So, I'm OK with the additional option to cache precursor m/z, but I would suggest to add them to the localData instead of having another slot. Also, since you're saying that this option is anyway faster, I'm wondering if we need the SQL-solution at all?

meowcat commented 3 years ago

Hi,

jorainer commented 3 years ago

localData

localData is thought to have the same number of rows than you have primary keys in the backend and also it's order is expected to be the same. Any subsetting operation etc will always correctly subset the backend (i.e. the primary keys and the localData). I would in the initializeBackend method simply extract all precursor m/z values from the data base (for the cache option), call as.numeric on them (will drop special cases replacing them with NA, but that's something problematic anyway) and then put them into the localData as column precursorMz. Could well be that with that you have already a built-in cache, because as I mentioned before, any call to a spectra variable should first check if the spectra variable is present in the localData and only if it is not go to the database.

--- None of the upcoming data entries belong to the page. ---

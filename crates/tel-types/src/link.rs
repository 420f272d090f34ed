use std::fmt;

use serde::{Deserialize, Serialize};

use crate::error::TypeError;

/// Keyed-hash link value chaining an audit entry to its predecessor.
///
/// A `LinkHash` is the keyed BLAKE3 hash over the previous link and the
/// entry's canonical payload. Links are unique across a chain: a collision
/// implies either a flawed hash function or tampering.
#[derive(Clone, Copy, PartialEq, Eq, Hash, PartialOrd, Ord, Serialize, Deserialize)]
pub struct LinkHash([u8; 32]);

impl LinkHash {
    /// The genesis marker (all zeros). The first entry ever committed uses
    /// this as its `previous_link`, and chain verification starts from it.
    pub const GENESIS: Self = Self([0u8; 32]);

    /// Create a `LinkHash` from a pre-computed hash.
    pub fn from_hash(hash: [u8; 32]) -> Self {
        Self(hash)
    }

    /// Returns `true` if this is the genesis marker.
    pub fn is_genesis(&self) -> bool {
        self.0 == [0u8; 32]
    }

    /// The raw 32-byte hash.
    pub fn as_bytes(&self) -> &[u8; 32] {
        &self.0
    }

    /// Hex-encoded string representation.
    pub fn to_hex(&self) -> String {
        hex::encode(self.0)
    }

    /// Short hex representation (first 8 characters).
    pub fn short_hex(&self) -> String {
        hex::encode(&self.0[..4])
    }

    /// Parse from a hex string.
    pub fn from_hex(s: &str) -> Result<Self, TypeError> {
        let bytes = hex::decode(s).map_err(|e| TypeError::InvalidHex(e.to_string()))?;
        if bytes.len() != 32 {
            return Err(TypeError::InvalidLength {
                expected: 32,
                actual: bytes.len(),
            });
        }
        let mut arr = [0u8; 32];
        arr.copy_from_slice(&bytes);
        Ok(Self(arr))
    }
}

impl fmt::Debug for LinkHash {
    fn fmt(&self, f: &mut fmt::Formatter<'_>) -> fmt::Result {
        if self.is_genesis() {
            write!(f, "LinkHash(genesis)")
        } else {
            write!(f, "LinkHash({})", self.short_hex())
        }
    }
}

impl fmt::Display for LinkHash {
    fn fmt(&self, f: &mut fmt::Formatter<'_>) -> fmt::Result {
        write!(f, "{}", self.to_hex())
    }
}

impl From<[u8; 32]> for LinkHash {
    fn from(bytes: [u8; 32]) -> Self {
        Self(bytes)
    }
}
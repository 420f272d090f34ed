use std::fmt;

use serde::{Deserialize, Serialize};

/// Opaque identifier for whoever made a change.
///
/// TEL never interprets actor ids — a user UUID, a service account name, or
/// an API key fingerprint all work. The only requirement, enforced at append
/// time, is that the id is non-empty.
#[derive(Clone, Debug, PartialEq, Eq, Hash, Serialize, Deserialize)]
pub struct ActorId(String);

impl ActorId {
    /// Create an actor id from any string-like value.
    pub fn new(id: impl Into<String>) -> Self {
        Self(id.into())
    }

    /// The raw id string.
    pub fn as_str(&self) -> &str {
        &self.0
    }

    /// Returns `true` if the id is empty (rejected by the sequencer).
    pub fn is_empty(&self) -> bool {
        self.0.is_empty()
    }
}

impl fmt::Display for ActorId {
    fn fmt(&self, f: &mut fmt::Formatter<'_>) -> fmt::Result {
        write!(f, "{}", self.0)
    }
}

impl From<&str> for ActorId {
    fn from(id: &str) -> Self {
        Self::new(id)
    }
}

impl From<String> for ActorId {
    fn from(id: String) -> Self {
        Self::new(id)
    }
}
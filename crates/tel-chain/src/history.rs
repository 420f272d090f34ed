use tel_store::ChainStore;
use tel_types::{AuditEntry, ResourceRef};

use crate::error::ChainError;

/// Audit history for one resource: a filtered scan, newest first, capped at
/// `limit`. Pure delegation to the store — no chain logic.
pub fn resource_history<S: ChainStore>(
    store: &S,
    resource: &ResourceRef,
    limit: usize,
) -> Result<Vec<AuditEntry>, ChainError> {
    Ok(store.scan_filtered(resource, limit)?)
}
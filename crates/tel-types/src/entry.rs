use std::fmt;

use chrono::{DateTime, Utc};
use serde::{Deserialize, Serialize};
use serde_json::Value;

use crate::action::Action;
use crate::actor::ActorId;
use crate::link::LinkHash;
use crate::resource::ResourceRef;

/// Unique identifier for an audit entry (UUID v7 for time-ordering).
#[derive(Clone, PartialEq, Eq, Hash, PartialOrd, Ord, Serialize, Deserialize)]
pub struct EntryId(uuid::Uuid);

impl EntryId {
    /// Generate a new time-ordered entry ID (UUID v7).
    pub fn new() -> Self {
        Self(uuid::Uuid::now_v7())
    }

    /// Create from an existing UUID.
    pub fn from_uuid(uuid: uuid::Uuid) -> Self {
        Self(uuid)
    }

    /// The underlying UUID.
    pub fn as_uuid(&self) -> &uuid::Uuid {
        &self.0
    }

    /// Short representation (first 8 characters of UUID).
    pub fn short_id(&self) -> String {
        self.0.to_string()[..8].to_string()
    }
}

impl Default for EntryId {
    fn default() -> Self {
        Self::new()
    }
}

impl fmt::Debug for EntryId {
    fn fmt(&self, f: &mut fmt::Formatter<'_>) -> fmt::Result {
        write!(f, "EntryId({})", self.short_id())
    }
}

impl fmt::Display for EntryId {
    fn fmt(&self, f: &mut fmt::Formatter<'_>) -> fmt::Result {
        write!(f, "{}", self.0)
    }
}

/// Caller-supplied description of one state change.
///
/// This is the input to the append path. The sequencer turns it into an
/// [`AuditEntry`] by assigning the id, sequence, timestamp, and links.
#[derive(Clone, Debug, PartialEq, Eq, Serialize, Deserialize)]
pub struct ChangeRecord {
    /// Who made the change.
    pub actor_id: ActorId,
    /// What was done.
    pub action: Action,
    /// The resource the change applies to.
    pub resource: ResourceRef,
    /// Observable state before the change, if any.
    pub old_state: Option<Value>,
    /// Observable state after the change, if any.
    pub new_state: Option<Value>,
}

impl ChangeRecord {
    /// Convenience constructor for a fully specified change.
    pub fn new(
        actor_id: impl Into<ActorId>,
        action: Action,
        resource: ResourceRef,
        old_state: Option<Value>,
        new_state: Option<Value>,
    ) -> Self {
        Self {
            actor_id: actor_id.into(),
            action,
            resource,
            old_state,
            new_state,
        }
    }
}

/// One committed link in the audit chain. Immutable once committed:
/// corrections are new entries referencing the original, never edits.
#[derive(Clone, Debug, PartialEq, Eq, Serialize, Deserialize)]
pub struct AuditEntry {
    /// Opaque unique identifier, assigned at commit.
    pub id: EntryId,
    /// Monotonic 1-based position assigned inside the guarded commit.
    /// This is the authoritative chain order.
    pub sequence: u64,
    /// Who made the change.
    pub actor_id: ActorId,
    /// What was done.
    pub action: Action,
    /// The resource the change applies to.
    pub resource: ResourceRef,
    /// Observable state before the change, if any.
    pub old_state: Option<Value>,
    /// Observable state after the change, if any.
    pub new_state: Option<Value>,
    /// Wall-clock capture time. Display only — never used for ordering.
    pub timestamp: DateTime<Utc>,
    /// The chain tip observed at append time ([`LinkHash::GENESIS`] for the
    /// first entry ever committed).
    pub previous_link: LinkHash,
    /// Keyed hash over the previous link and this entry's canonical payload.
    pub link: LinkHash,
}

#[cfg(test)]
mod tests {
    use super::*;

    fn sample_entry() -> AuditEntry {
        AuditEntry {
            id: EntryId::new(),
            sequence: 1,
            actor_id: ActorId::new("u1"),
            action: Action::Create,
            resource: ResourceRef::new("INVOICE", "inv-1"),
            old_state: None,
            new_state: Some(serde_json::json!({"status": "draft"})),
            timestamp: Utc::now(),
            previous_link: LinkHash::GENESIS,
            link: LinkHash::from_hash([3u8; 32]),
        }
    }

    #[test]
    fn entry_ids_are_unique() {
        assert_ne!(EntryId::new(), EntryId::new());
    }

    #[test]
    fn entry_ids_are_time_ordered() {
        let a = EntryId::new();
        std::thread::sleep(std::time::Duration::from_millis(2));
        let b = EntryId::new();
        assert!(a < b);
    }

    #[test]
    fn entry_id_display_roundtrip() {
        let id = EntryId::new();
        let parsed = EntryId::from_uuid(id.to_string().parse().unwrap());
        assert_eq!(id, parsed);
    }

    #[test]
    fn change_record_constructor() {
        let record = ChangeRecord::new(
            "u1",
            Action::Update,
            ResourceRef::new("USER", "7"),
            Some(serde_json::json!({"name": "a"})),
            Some(serde_json::json!({"name": "b"})),
        );
        assert_eq!(record.actor_id.as_str(), "u1");
        assert_eq!(record.action, Action::Update);
    }

    #[test]
    fn entry_serde_roundtrip() {
        let entry = sample_entry();
        let json = serde_json::to_string(&entry).unwrap();
        let parsed: AuditEntry = serde_json::from_str(&json).unwrap();
        assert_eq!(parsed, entry);
    }

    #[test]
    fn absent_state_survives_serde() {
        let entry = sample_entry();
        let json = serde_json::to_value(&entry).unwrap();
        assert_eq!(json["old_state"], Value::Null);
        let parsed: AuditEntry = serde_json::from_value(json).unwrap();
        assert_eq!(parsed.old_state, None);
    }
}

uncached SQL vs cached precursors

I think memory will not be such an issue - at present I always change the backend from MsBackendMassbankSql to MsBackendDataFrame which considerably speeds up things.

meowcat commented 3 years ago

Hi,

I have implemented the localData solution now. Since only the numeric precursor m/z is stored now, and not the string spectrum_id, the extra memory is in fact very small, so I removed the non-cache solution, and as you said, I don't need the custom filterPrecursorMz anymore,

The current variant works with the pre-existing msms_spectrum view, as long as the msms_precursor view is not in MassBank yet. I also combined the query with the spectraIds query.

For <100k records msms_spectrum vs msms_precursor makes no practical difference (1.3 sec setup time). For 1e6 records it makes a difference even with combined query:

However in practical terms even the slow variants are still acceptable.

More optimization can be considered:

> system.time(spectraIds_fast <- dbGetQuery(con, "SELECT ACCESSION as spectrum_id FROM RECORD"))
   user  system elapsed 
   0.31    0.00    0.33  
> system.time(spectraIds <- dbGetQuery(con, "SELECT spectrum_id FROM msms_spectrum"))
   user  system elapsed 
   0.46    0.00   11.35 
> all(spectraIds == spectraIds_fast)
[1] TRUE

I added a unit test to check that caching works. Note: if we convert to DOUBLE on the DB side, the test will fail, because R will convert 333/222 to 333 whereas MySQL will convert it to NA and SQLite will convert it to 0. So if consistency is desired, the cached view will have to be adapted to return text format (even though this is slightly slower). One might also argue that there is no "correct" way to handle these cases and NA should always be the answer.

jorainer commented 3 years ago

Great (and sorry for the late reply)! Could you eventually make a pull request with the caching of precursor m/z in @localData?

meowcat commented 3 years ago

Yes, will do as soon as #29 is fixed so I can actually verify that my unit tests pass.

jorainer commented 3 years ago

I have a fix in. Just waiting that the GH actions run through.

jorainer commented 3 years ago

It's merged into the master branch